Deux cents ans avant les événements du Hobbit, Helm dirigeait le royaume du Rohan avec rigueur et équité, entouré de ses deux fils et de sa fille, la rebelle Héra. Hélas, la paix avec les tribus voisines fut rompue quand Helm tua l’un de leurs chefs, par accident. Dès lors, son héritier, Wulf se met en quête de se venger du Rohan. Helm et son peuple doivent alors se replier dans une antique forteresse, tandis que l’hiver approche. Le siège commence…

Force est de constater que 2024 est l’année du triomphe en salles pour le cinéma d’animation, du moins pour certains mastodontes tels que Vice-Versa 2, Vaiana 2 ou encore Moi, moche et Méchant 4. La manie des franchises a également touché ce secteur, pour le meilleur et surtout pour le pire. Et voilà que pour cette fin d’année, l’une des licences majeures de la pop culture connait une nouvelle adaptation, cette fois sous forme de film d’animation Comme pour refermer la boucle et prouver qu’à Hollywood (et ailleurs aussi), la boîte à idées s’est tarie depuis fort longtemps.

Après le succès des deux trilogies de Peter Jackson, Le Seigneur des Anneaux et l’univers de Tolkien sont de nouveau portés sur grand écran, en parallèle de la médiocre série proposée par Amazon Prime Video. Or, comme les récits principaux ont déjà été transposés, Warner doit désormais se contenter des miettes et décide par conséquent de raconter les origines du Gouffre de Helm, ce lieu propice à tous les exploits passés, présents ou à venir. Le public se remémore aisément de ce fort légendaire, théâtre de la bataille centrale du deuxième volet de la célèbre saga, Les Deux Tours, ainsi que du peuple qu’il protège, les fameux habitants du Rohan.

Les bases du film sont ainsi posées et une héroïne nommée Héra pour cette occasion, va émerger d’une ode désirée épique par le réalisateur Kenji Kamiyama. Vétéran du genre, le Nippon a travaillé sur des œuvres phares telles qu’Akira ou Jin-Roh et a piloté l’excellent Ghost in the Shell : Stand Alone Complex. Ne reste plus qu’à savoir si Le Seigneur des Anneaux : La Guerre des Rohirrim ne constitue pas une marche trop élevée pour lui, avec toutes les contraintes imposées supposées par la direction de Warner.

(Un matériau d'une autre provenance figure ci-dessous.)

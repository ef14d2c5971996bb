//! Composable interaction behaviors shared by the drawing modes.
//!
//! Behaviors are stateless bundles of configuration bound to a
//! [`ModeContext`] when a mode registers. They are constructed once per mode
//! instance and never mutated afterwards; modes compose them rather than
//! inheriting from them.

use crate::geometry::planar::euclidean_distance;
use crate::geometry::{Feature, FeatureId, Geometry, Position};
use crate::modes::PointerEvent;
use crate::store::FeatureStore;
use std::cell::RefCell;
use std::rc::Rc;

/// Cursor affordance a mode can request from the host surface.
#[derive(Debug, Clone, Copy, PartialEq, Eq)]
pub enum Cursor {
    Crosshair,
    Pointer,
    Move,
    Grabbing,
    Unset,
}

/// Screen/geo conversion: `(lng, lat)` → container `(x, y)` pixels.
pub type ProjectFn = Box<dyn Fn(f64, f64) -> (f64, f64)>;
/// Inverse conversion: container `(x, y)` pixels → `(lng, lat)`.
pub type UnprojectFn = Box<dyn Fn(f64, f64) -> (f64, f64)>;
/// Cursor setter supplied by the host surface.
pub type SetCursorFn = Box<dyn Fn(Cursor)>;
/// Selection callbacks fired by the select mode.
pub type SelectionFn = Box<dyn Fn(&FeatureId)>;

/// Registration context handed to every mode's `register`.
///
/// Supplied by the external dispatcher; the core only requires `project` and
/// `unproject` to behave as pure functions for the duration of one event.
pub struct ModeContext {
    pub store: Rc<RefCell<FeatureStore>>,
    pub project: ProjectFn,
    pub unproject: UnprojectFn,
    pub set_cursor: SetCursorFn,
    pub on_select: SelectionFn,
    pub on_deselect: SelectionFn,
    /// Pixel radius within which a click counts as hitting a vertex or
    /// closing an in-progress shape.
    pub pointer_distance: f64,
    /// Decimal digits coordinates are limited to.
    pub coordinate_precision: u32,
}

impl ModeContext {
    /// Projects a geographic coordinate to container pixel space.
    pub fn project(&self, position: Position) -> (f64, f64) {
        (self.project)(position[0], position[1])
    }

    /// Unprojects a container pixel coordinate back to `[lng, lat]`.
    pub fn unproject(&self, x: f64, y: f64) -> Position {
        let (lng, lat) = (self.unproject)(x, y);
        [lng, lat]
    }

    pub fn set_cursor(&self, cursor: Cursor) {
        (self.set_cursor)(cursor);
    }
}

/// Measures pixel distance between a geographic coordinate and the current
/// pointer position.
///
/// Used for closing-click detection and hit-test tolerance checks.
pub struct PixelDistanceBehavior {
    ctx: Rc<ModeContext>,
}

impl PixelDistanceBehavior {
    pub fn new(ctx: Rc<ModeContext>) -> Self {
        Self { ctx }
    }

    /// Euclidean pixel distance from `position` to the event's container
    /// coordinate.
    pub fn measure(&self, event: &PointerEvent, position: Position) -> f64 {
        let projected = self.ctx.project(position);
        euclidean_distance(projected, (event.container_x, event.container_y))
    }

    /// True when `position` lies within the registered pointer tolerance of
    /// the event.
    pub fn within_tolerance(&self, event: &PointerEvent, position: Position) -> bool {
        self.measure(event, position) <= self.ctx.pointer_distance
    }
}

/// Builds a small geographic polygon covering the pointer-tolerance square
/// around a click.
///
/// The polygon is used for spatial-index queries: coarse hit testing before
/// precise geometric checks.
pub struct ClickBoundingBoxBehavior {
    ctx: Rc<ModeContext>,
}

impl ClickBoundingBoxBehavior {
    pub fn new(ctx: Rc<ModeContext>) -> Self {
        Self { ctx }
    }

    /// Unprojects the four corners of the screen-space tolerance square back
    /// to geographic coordinates.
    pub fn create(&self, event: &PointerEvent) -> Geometry {
        let (x, y) = (event.container_x, event.container_y);
        let d = self.ctx.pointer_distance;
        let top_left = self.ctx.unproject(x - d, y - d);
        let top_right = self.ctx.unproject(x + d, y - d);
        let bottom_right = self.ctx.unproject(x + d, y + d);
        let bottom_left = self.ctx.unproject(x - d, y + d);
        Geometry::Polygon(vec![vec![
            top_left,
            top_right,
            bottom_right,
            bottom_left,
            top_left,
        ]])
    }
}

/// Replaces a raw pointer coordinate with a nearby existing vertex from
/// another feature, within tolerance.
pub struct SnappingBehavior {
    ctx: Rc<ModeContext>,
    click_bbox: ClickBoundingBoxBehavior,
    pixel_distance: PixelDistanceBehavior,
}

impl SnappingBehavior {
    pub fn new(ctx: Rc<ModeContext>) -> Self {
        Self {
            click_bbox: ClickBoundingBoxBehavior::new(Rc::clone(&ctx)),
            pixel_distance: PixelDistanceBehavior::new(Rc::clone(&ctx)),
            ctx,
        }
    }

    /// Closest vertex of any feature other than `exclude` within pointer
    /// tolerance of the event, or `None` when nothing snaps.
    pub fn snap(&self, event: &PointerEvent, exclude: Option<&FeatureId>) -> Option<Position> {
        let area = self.click_bbox.create(event);
        let candidates = self.ctx.store.borrow().search(&area, None);

        let mut best: Option<(f64, Position)> = None;
        for feature in &candidates {
            if exclude.is_some_and(|id| id == &feature.id) {
                continue;
            }
            for vertex in feature_vertices(feature) {
                let distance = self.pixel_distance.measure(event, vertex);
                if distance <= self.ctx.pointer_distance
                    && best.is_none_or(|(closest, _)| distance < closest)
                {
                    best = Some((distance, vertex));
                }
            }
        }
        best.map(|(_, vertex)| vertex)
    }
}

/// Every vertex of a feature's geometry, closing coordinates included.
pub(crate) fn feature_vertices(feature: &Feature) -> Vec<Position> {
    match &feature.geometry {
        Geometry::Point(position) => vec![*position],
        Geometry::LineString(coords) => coords.clone(),
        Geometry::Polygon(rings) => rings.iter().flatten().copied().collect(),
    }
}

#[cfg(test)]
mod tests {
    use super::*;
    use crate::modes::{Key, MouseButton, PointerEvent};
    use crate::store::{FeatureSpec, StoreConfig};
    use crate::geometry::Properties;

    /// Identity-ish projection: one degree equals 100 pixels.
    fn test_context(store: Rc<RefCell<FeatureStore>>) -> Rc<ModeContext> {
        Rc::new(ModeContext {
            store,
            project: Box::new(|lng, lat| (lng * 100.0, -lat * 100.0)),
            unproject: Box::new(|x, y| (x / 100.0, -y / 100.0)),
            set_cursor: Box::new(|_| {}),
            on_select: Box::new(|_| {}),
            on_deselect: Box::new(|_| {}),
            pointer_distance: 15.0,
            coordinate_precision: 9,
        })
    }

    fn click_at(lng: f64, lat: f64) -> PointerEvent {
        PointerEvent {
            lng,
            lat,
            container_x: lng * 100.0,
            container_y: -lat * 100.0,
            button: MouseButton::Left,
            held_keys: Vec::<Key>::new(),
        }
    }

    #[test]
    fn pixel_distance_measures_in_screen_space() {
        let store = Rc::new(RefCell::new(FeatureStore::new()));
        let behavior = PixelDistanceBehavior::new(test_context(store));

        let event = click_at(0.0, 0.0);
        let distance = behavior.measure(&event, [0.1, 0.0]);
        assert!((distance - 10.0).abs() < 1e-9);
        assert!(behavior.within_tolerance(&event, [0.1, 0.0]));
        assert!(!behavior.within_tolerance(&event, [1.0, 0.0]));
    }

    #[test]
    fn click_bbox_covers_tolerance_square() {
        let store = Rc::new(RefCell::new(FeatureStore::new()));
        let behavior = ClickBoundingBoxBehavior::new(test_context(store));

        let area = behavior.create(&click_at(0.0, 0.0));
        let Geometry::Polygon(rings) = &area else {
            panic!("click bbox should be a polygon");
        };
        assert_eq!(rings[0].len(), 5);
        assert_eq!(rings[0].first(), rings[0].last());
        // 15px tolerance at 100px per degree spans 0.15 degrees.
        assert!((rings[0][0][0] - -0.15).abs() < 1e-9);
    }

    #[test]
    fn snapping_returns_nearby_vertex_of_other_feature() {
        let store = Rc::new(RefCell::new(FeatureStore::with_config(StoreConfig {
            tracked: false,
            coordinate_precision: 9,
        })));
        let ids = store
            .borrow_mut()
            .create(vec![FeatureSpec::with_properties(
                Geometry::LineString(vec![[0.0, 0.0], [1.0, 1.0]]),
                Properties::new(),
            )])
            .unwrap();

        let behavior = SnappingBehavior::new(test_context(Rc::clone(&store)));

        // Pointer 0.05 degrees (5px) away from the [1, 1] vertex.
        let snapped = behavior.snap(&click_at(1.05, 1.0), None);
        assert_eq!(snapped, Some([1.0, 1.0]));

        // The in-progress feature itself never snaps.
        let excluded = behavior.snap(&click_at(1.05, 1.0), Some(&ids[0]));
        assert_eq!(excluded, None);

        // Far away from every vertex: no snap.
        let none = behavior.snap(&click_at(5.0, 5.0), None);
        assert_eq!(none, None);
    }
}
//! RGBA color type and the fixed per-feature styling schema.

use serde::{Deserialize, Serialize};

/// Represents an RGBA color with floating-point components.
///
/// All components are in the range 0.0 (minimum) to 1.0 (maximum).
#[derive(Clone, Copy, Debug, PartialEq, Serialize, Deserialize)]
pub struct Color {
    /// Red component (0.0 = no red, 1.0 = full red)
    pub r: f64,
    /// Green component (0.0 = no green, 1.0 = full green)
    pub g: f64,
    /// Blue component (0.0 = no blue, 1.0 = full blue)
    pub b: f64,
    /// Alpha/transparency (0.0 = fully transparent, 1.0 = fully opaque)
    pub a: f64,
}

impl Color {
    pub fn new(r: f64, g: f64, b: f64, a: f64) -> Self {
        Self { r, g, b, a }
    }
}

/// Default stroke color for unselected features.
pub const INK: Color = Color {
    r: 0.2,
    g: 0.4,
    b: 0.9,
    a: 1.0,
};

/// Stroke color applied to features carrying `selected: true`.
pub const SELECTED: Color = Color {
    r: 0.9,
    g: 0.3,
    b: 0.1,
    a: 1.0,
};

/// Fill color for polygon interiors.
pub const FILL: Color = Color {
    r: 0.2,
    g: 0.4,
    b: 0.9,
    a: 1.0,
};

/// Fixed styling schema every mode returns from `style_feature`.
///
/// Consumed by the host's rendering adapter layer, never by the core
/// itself. Some fields may be computed per feature (the select mode keys
/// off the `selected` property).
#[derive(Debug, Clone, PartialEq, Serialize, Deserialize)]
pub struct Styling {
    pub point_color: Color,
    pub point_width: f64,
    pub line_color: Color,
    pub line_width: f64,
    pub polygon_fill_color: Color,
    pub polygon_outline_color: Color,
    pub polygon_outline_width: f64,
    pub polygon_fill_opacity: f64,
}

impl Default for Styling {
    fn default() -> Self {
        Self {
            point_color: INK,
            point_width: 6.0,
            line_color: INK,
            line_width: 4.0,
            polygon_fill_color: FILL,
            polygon_outline_color: INK,
            polygon_outline_width: 4.0,
            polygon_fill_opacity: 0.3,
        }
    }
}

impl Styling {
    /// Styling variant with every color swapped to the selected palette.
    pub fn selected() -> Self {
        Self {
            point_color: SELECTED,
            line_color: SELECTED,
            polygon_fill_color: SELECTED,
            polygon_outline_color: SELECTED,
            ..Self::default()
        }
    }
}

Chanson de geste et tragédie Shakespearienne

Il faut avouer, en effet, que la tâche s’avère ardue, passer derrière Peter Jackson relève de la gageure et s’attaquer à la mythologie de Tolkien par le biais de l’animation n’a pas toujours fédéré les admirateurs des romans (on se souvient ainsi de l’essai de Ralph Bakshi qui avait divisé la communauté). Voilà pourquoi, Kenji Kamiyama s’évertue de convaincre tout ce petit monde avec ses propres armes et une direction artistique empruntée à son expérience japonaise plutôt que de se plier à une esthétique purement occidentale. Le résultat serait vraiment réussi si l’animation ne pêchait pas régulièrement par sa rigidité.

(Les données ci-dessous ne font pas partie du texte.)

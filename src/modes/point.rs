//! Point authoring mode: a single click commits one feature.

use super::{mode_properties, validate_mode_feature, Mode, ModeBase, PointerEvent, Styling};
use crate::geometry::{Feature, Geometry};
use crate::store::{FeatureSpec, Validation};

const MODE_NAME: &str = "point";

/// Simplest mode: every click commits a point feature immediately, so there
/// is never any provisional state to clean up.
pub struct PointMode {
    base: ModeBase,
}

impl PointMode {
    pub fn new() -> Self {
        Self {
            base: ModeBase::new(MODE_NAME),
        }
    }
}

impl Default for PointMode {
    fn default() -> Self {
        Self::new()
    }
}

impl Mode for PointMode {
    fn name(&self) -> &'static str {
        MODE_NAME
    }

    fn base(&self) -> &ModeBase {
        &self.base
    }

    fn base_mut(&mut self) -> &mut ModeBase {
        &mut self.base
    }

    fn on_click(&mut self, event: &PointerEvent) {
        let Some(ctx) = self.base.active_context() else {
            return;
        };
        let spec = FeatureSpec::with_properties(
            Geometry::Point(event.position()),
            mode_properties(MODE_NAME),
        );
        if let Err(err) = ctx.store.borrow_mut().create(vec![spec]) {
            log::warn!("Point mode failed to commit feature: {err}");
        }
    }

    fn style_feature(&self, _feature: &Feature) -> Styling {
        Styling::default()
    }

    fn validate_feature(&self, feature: &Feature) -> Validation {
        validate_mode_feature(feature, MODE_NAME, "Point")
    }
}

#[cfg(test)]
mod tests {
    use super::*;
    use crate::modes::test_support::{click, registered};
    use serde_json::Value;

    #[test]
    fn click_commits_one_point_feature() {
        let (mut mode, store) = registered(PointMode::new());
        mode.on_click(&click(3.0, 4.0));

        let store = store.borrow();
        assert_eq!(store.size(), 1);
        let feature = store.copy_all().pop().unwrap();
        assert_eq!(feature.geometry, Geometry::Point([3.0, 4.0]));
        assert_eq!(
            feature.properties.get("mode"),
            Some(&Value::from("point"))
        );
    }

    #[test]
    fn clicks_before_start_are_ignored() {
        let mut mode = PointMode::new();
        mode.on_click(&click(0.0, 0.0)); // unregistered: no-op, no panic
        assert_eq!(mode.state(), crate::modes::ModeState::Unregistered);
    }

    #[test]
    fn validates_own_features() {
        let (mode, store) = registered(PointMode::new());
        let mut m = store.borrow_mut();
        m.create(vec![crate::store::FeatureSpec::with_properties(
            Geometry::Point([0.0, 0.0]),
            crate::modes::mode_properties("point"),
        )])
        .unwrap();
        let feature = m.copy_all().pop().unwrap();
        assert!(mode.validate_feature(&feature).valid);

        let mut wrong = feature.clone();
        wrong.geometry = Geometry::LineString(vec![[0.0, 0.0], [1.0, 1.0]]);
        assert!(!mode.validate_feature(&wrong).valid);
    }
}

En revanche, le cinéaste s’en sort avec les honneurs à chaque fois qu’il se concentre sur les relations entre ses protagonistes, caractérisant efficacement chacun d’entre eux. Il dresse de fait un portrait certes classique d’Héra, mais suffisamment ciselé pour transporter le spectateur, à défaut de l’impressionner. En outre, les dialogues sans exceller, fonctionnent et permettent de valoriser les interrogations politiques et de soutenir le dispositif shakespearien désiré par l’auteur… puisqu’en lieu et place d’une chanson de geste, annoncée pourtant par la voix off d’Eowyn, le long-métrage se pare davantage des atours d’une tragédie, qui verrait les certitudes d’Héra s’envoler au fil du temps.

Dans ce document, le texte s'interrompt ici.